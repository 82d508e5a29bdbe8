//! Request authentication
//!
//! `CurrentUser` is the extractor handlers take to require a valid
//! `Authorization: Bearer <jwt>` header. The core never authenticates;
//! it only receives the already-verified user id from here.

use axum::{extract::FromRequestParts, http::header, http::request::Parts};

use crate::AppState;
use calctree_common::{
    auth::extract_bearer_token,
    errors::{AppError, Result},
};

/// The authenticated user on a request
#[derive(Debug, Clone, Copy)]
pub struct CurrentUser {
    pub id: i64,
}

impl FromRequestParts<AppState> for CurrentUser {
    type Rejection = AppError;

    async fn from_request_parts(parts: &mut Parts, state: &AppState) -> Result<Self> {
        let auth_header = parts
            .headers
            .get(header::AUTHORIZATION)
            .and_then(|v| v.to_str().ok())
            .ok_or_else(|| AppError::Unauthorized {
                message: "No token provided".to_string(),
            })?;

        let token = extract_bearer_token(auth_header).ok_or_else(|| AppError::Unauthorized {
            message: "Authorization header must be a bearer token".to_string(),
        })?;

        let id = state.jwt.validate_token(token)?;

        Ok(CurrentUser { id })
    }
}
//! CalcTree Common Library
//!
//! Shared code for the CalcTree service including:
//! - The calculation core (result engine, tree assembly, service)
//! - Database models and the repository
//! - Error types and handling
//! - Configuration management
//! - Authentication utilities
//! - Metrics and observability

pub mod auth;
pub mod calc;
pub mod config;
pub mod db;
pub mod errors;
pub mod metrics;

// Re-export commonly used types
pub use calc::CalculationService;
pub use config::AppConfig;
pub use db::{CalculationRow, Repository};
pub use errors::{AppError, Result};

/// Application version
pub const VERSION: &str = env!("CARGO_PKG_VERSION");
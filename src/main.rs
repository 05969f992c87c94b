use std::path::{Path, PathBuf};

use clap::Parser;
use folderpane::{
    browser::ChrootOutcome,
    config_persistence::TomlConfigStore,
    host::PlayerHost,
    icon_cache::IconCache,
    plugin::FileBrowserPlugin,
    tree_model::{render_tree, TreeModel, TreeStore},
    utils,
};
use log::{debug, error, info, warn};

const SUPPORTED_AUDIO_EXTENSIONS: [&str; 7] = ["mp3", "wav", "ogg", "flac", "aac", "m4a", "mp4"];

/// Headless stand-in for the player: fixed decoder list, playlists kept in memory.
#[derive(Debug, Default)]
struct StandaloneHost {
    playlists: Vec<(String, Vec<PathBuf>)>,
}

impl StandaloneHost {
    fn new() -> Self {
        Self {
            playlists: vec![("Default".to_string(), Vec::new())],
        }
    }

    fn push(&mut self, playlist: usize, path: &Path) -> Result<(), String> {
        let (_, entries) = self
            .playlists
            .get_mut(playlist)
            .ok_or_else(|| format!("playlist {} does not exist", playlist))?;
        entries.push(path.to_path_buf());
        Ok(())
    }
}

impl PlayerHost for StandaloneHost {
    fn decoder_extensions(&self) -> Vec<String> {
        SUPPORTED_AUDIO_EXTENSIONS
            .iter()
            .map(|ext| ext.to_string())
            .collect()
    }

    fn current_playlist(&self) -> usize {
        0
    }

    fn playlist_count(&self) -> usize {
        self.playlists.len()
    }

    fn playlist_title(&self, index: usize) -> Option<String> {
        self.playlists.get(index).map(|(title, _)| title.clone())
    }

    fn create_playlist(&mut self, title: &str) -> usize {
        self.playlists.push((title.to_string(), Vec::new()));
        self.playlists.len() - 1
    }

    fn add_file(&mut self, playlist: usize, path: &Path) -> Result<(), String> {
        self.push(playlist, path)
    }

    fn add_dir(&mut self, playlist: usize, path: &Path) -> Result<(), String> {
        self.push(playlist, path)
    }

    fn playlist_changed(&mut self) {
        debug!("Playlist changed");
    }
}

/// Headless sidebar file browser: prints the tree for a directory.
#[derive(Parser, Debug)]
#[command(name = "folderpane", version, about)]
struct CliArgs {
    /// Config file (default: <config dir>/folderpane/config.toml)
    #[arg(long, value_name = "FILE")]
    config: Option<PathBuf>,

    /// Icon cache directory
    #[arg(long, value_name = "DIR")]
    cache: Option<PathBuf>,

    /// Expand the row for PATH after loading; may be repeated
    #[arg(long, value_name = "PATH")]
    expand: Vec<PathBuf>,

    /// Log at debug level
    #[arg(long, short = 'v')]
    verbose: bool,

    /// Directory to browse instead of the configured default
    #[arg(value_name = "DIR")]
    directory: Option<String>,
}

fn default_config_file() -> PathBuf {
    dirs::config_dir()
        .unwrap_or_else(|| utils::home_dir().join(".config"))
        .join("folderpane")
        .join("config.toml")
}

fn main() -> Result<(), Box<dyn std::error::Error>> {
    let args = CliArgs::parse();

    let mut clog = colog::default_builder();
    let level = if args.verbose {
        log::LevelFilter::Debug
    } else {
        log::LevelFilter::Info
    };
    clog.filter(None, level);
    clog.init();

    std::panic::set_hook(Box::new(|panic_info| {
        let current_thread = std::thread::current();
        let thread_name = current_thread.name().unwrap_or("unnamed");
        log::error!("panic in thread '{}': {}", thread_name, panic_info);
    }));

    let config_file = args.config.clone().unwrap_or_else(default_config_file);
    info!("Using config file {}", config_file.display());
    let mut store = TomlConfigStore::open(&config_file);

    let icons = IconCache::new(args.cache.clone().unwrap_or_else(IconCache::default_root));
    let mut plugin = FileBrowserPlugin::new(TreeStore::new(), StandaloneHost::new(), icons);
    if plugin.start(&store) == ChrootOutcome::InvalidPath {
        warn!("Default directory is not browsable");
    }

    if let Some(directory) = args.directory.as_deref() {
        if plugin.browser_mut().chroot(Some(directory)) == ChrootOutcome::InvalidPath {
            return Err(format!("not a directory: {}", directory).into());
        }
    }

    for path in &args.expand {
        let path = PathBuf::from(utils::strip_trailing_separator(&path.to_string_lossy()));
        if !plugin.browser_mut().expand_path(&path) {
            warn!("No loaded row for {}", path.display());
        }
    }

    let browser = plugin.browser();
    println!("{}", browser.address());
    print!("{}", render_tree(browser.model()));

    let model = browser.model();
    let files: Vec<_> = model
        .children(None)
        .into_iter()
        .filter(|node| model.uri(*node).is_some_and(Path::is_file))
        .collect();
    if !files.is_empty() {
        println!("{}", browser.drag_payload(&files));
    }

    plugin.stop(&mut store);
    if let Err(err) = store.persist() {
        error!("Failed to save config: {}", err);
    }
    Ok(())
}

§ What to work on
The response should repeat the whole listing exactly.

§ Exercise response
repository 82d508e5a29bdbe8
//! Request authentication
//!
//! `CurrentUser` is the extractor handlers take to require a valid
//! `Authorization: Bearer <jwt>` header. The core never authenticates;
//! it only receives the already-verified user id from here.

use axum::{extract::FromRequestParts, http::header, http::request::Parts};

use crate::AppState;
use calctree_common::{
    auth::extract_bearer_token,
    errors::{AppError, Result},
};

/// The authenticated user on a request
#[derive(Debug, Clone, Copy)]
pub struct CurrentUser {
    pub id: i64,
}

impl FromRequestParts<AppState> for CurrentUser {
    type Rejection = AppError;

    async fn from_request_parts(parts: &mut Parts, state: &AppState) -> Result<Self> {
        let auth_header = parts
            .headers
            .get(header::AUTHORIZATION)
            .and_then(|v| v.to_str().ok())
            .ok_or_else(|| AppError::Unauthorized {
                message: "No token provided".to_string(),
            })?;

        let token = extract_bearer_token(auth_header).ok_or_else(|| AppError::Unauthorized {
            message: "Authorization header must be a bearer token".to_string(),
        })?;

        let id = state.jwt.validate_token(token)?;

        Ok(CurrentUser { id })
    }
}
//! CalcTree Common Library
//!
//! Shared code for the CalcTree service including:
//! - The calculation core (result engine, tree assembly, service)
//! - Database models and the repository
//! - Error types and handling
//! - Configuration management
//! - Authentication utilities
//! - Metrics and observability

pub mod auth;
pub mod calc;
pub mod config;
pub mod db;
pub mod errors;
pub mod metrics;

// Re-export commonly used types
pub use calc::CalculationService;
pub use config::AppConfig;
pub use db::{CalculationRow, Repository};
pub use errors::{AppError, Result};

/// Application version
pub const VERSION: &str = env!("CARGO_PKG_VERSION");
filename src/main.rs
repository 05969f992c87c94b
use std::path::{Path, PathBuf};

use clap::Parser;
use folderpane::{
    browser::ChrootOutcome,
    config_persistence::TomlConfigStore,
    host::PlayerHost,
    icon_cache::IconCache,
    plugin::FileBrowserPlugin,
    tree_model::{render_tree, TreeModel, TreeStore},
    utils,
};
use log::{debug, error, info, warn};

const SUPPORTED_AUDIO_EXTENSIONS: [&str; 7] = ["mp3", "wav", "ogg", "flac", "aac", "m4a", "mp4"];

/// Headless stand-in for the player: fixed decoder list, playlists kept in memory.
#[derive(Debug, Default)]
struct StandaloneHost {
    playlists: Vec<(String, Vec<PathBuf>)>,
}

impl StandaloneHost {
    fn new() -> Self {
        Self {
            playlists: vec![("Default".to_string(), Vec::new())],
        }
    }

    fn push(&mut self, playlist: usize, path: &Path) -> Result<(), String> {
        let (_, entries) = self
            .playlists
            .get_mut(playlist)
            .ok_or_else(|| format!("playlist {} does not exist", playlist))?;
        entries.push(path.to_path_buf());
        Ok(())
    }
}

impl PlayerHost for StandaloneHost {
    fn decoder_extensions(&self) -> Vec<String> {
        SUPPORTED_AUDIO_EXTENSIONS
            .iter()
            .map(|ext| ext.to_string())
            .collect()
    }

    fn current_playlist(&self) -> usize {
        0
    }

    fn playlist_count(&self) -> usize {
        self.playlists.len()
    }

    fn playlist_title(&self, index: usize) -> Option<String> {
        self.playlists.get(index).map(|(title, _)| title.clone())
    }

    fn create_playlist(&mut self, title: &str) -> usize {
        self.playlists.push((title.to_string(), Vec::new()));
        self.playlists.len() - 1
    }

    fn add_file(&mut self, playlist: usize, path: &Path) -> Result<(), String> {
        self.push(playlist, path)
    }

    fn add_dir(&mut self, playlist: usize, path: &Path) -> Result<(), String> {
        self.push(playlist, path)
    }

    fn playlist_changed(&mut self) {
        debug!("Playlist changed");
    }
}

/// Headless sidebar file browser: prints the tree for a directory.
#[derive(Parser, Debug)]
#[command(name = "folderpane", version, about)]
struct CliArgs {
    /// Config file (default: <config dir>/folderpane/config.toml)
    #[arg(long, value_name = "FILE")]
    config: Option<PathBuf>,

    /// Icon cache directory
    #[arg(long, value_name = "DIR")]
    cache: Option<PathBuf>,

    /// Expand the row for PATH after loading; may be repeated
    #[arg(long, value_name = "PATH")]
    expand: Vec<PathBuf>,

    /// Log at debug level
    #[arg(long, short = 'v')]
    verbose: bool,

    /// Directory to browse instead of the configured default
    #[arg(value_name = "DIR")]
    directory: Option<String>,
}

fn default_config_file() -> PathBuf {
    dirs::config_dir()
        .unwrap_or_else(|| utils::home_dir().join(".config"))
        .join("folderpane")
        .join("config.toml")
}

fn main() -> Result<(), Box<dyn std::error::Error>> {
    let args = CliArgs::parse();

    let mut clog = colog::default_builder();
    let level = if args.verbose {
        log::LevelFilter::Debug
    } else {
        log::LevelFilter::Info
    };
    clog.filter(None, level);
    clog.init();

    std::panic::set_hook(Box::new(|panic_info| {
        let current_thread = std::thread::current();
        let thread_name = current_thread.name().unwrap_or("unnamed");
        log::error!("panic in thread '{}': {}", thread_name, panic_info);
    }));

    let config_file = args.config.clone().unwrap_or_else(default_config_file);
    info!("Using config file {}", config_file.display());
    let mut store = TomlConfigStore::open(&config_file);

    let icons = IconCache::new(args.cache.clone().unwrap_or_else(IconCache::default_root));
    let mut plugin = FileBrowserPlugin::new(TreeStore::new(), StandaloneHost::new(), icons);
    if plugin.start(&store) == ChrootOutcome::InvalidPath {
        warn!("Default directory is not browsable");
    }

    if let Some(directory) = args.directory.as_deref() {
        if plugin.browser_mut().chroot(Some(directory)) == ChrootOutcome::InvalidPath {
            return Err(format!("not a directory: {}", directory).into());
        }
    }

    for path in &args.expand {
        let path = PathBuf::from(utils::strip_trailing_separator(&path.to_string_lossy()));
        if !plugin.browser_mut().expand_path(&path) {
            warn!("No loaded row for {}", path.display());
        }
    }

    let browser = plugin.browser();
    println!("{}", browser.address());
    print!("{}", render_tree(browser.model()));

    let model = browser.model();
    let files: Vec<_> = model
        .children(None)
        .into_iter()
        .filter(|node| model.uri(*node).is_some_and(Path::is_file))
        .collect();
    if !files.is_empty() {
        println!("{}", browser.drag_payload(&files));
    }

    plugin.stop(&mut store);
    if let Err(err) = store.persist() {
        error!("Failed to save config: {}", err);
    }
    Ok(())
}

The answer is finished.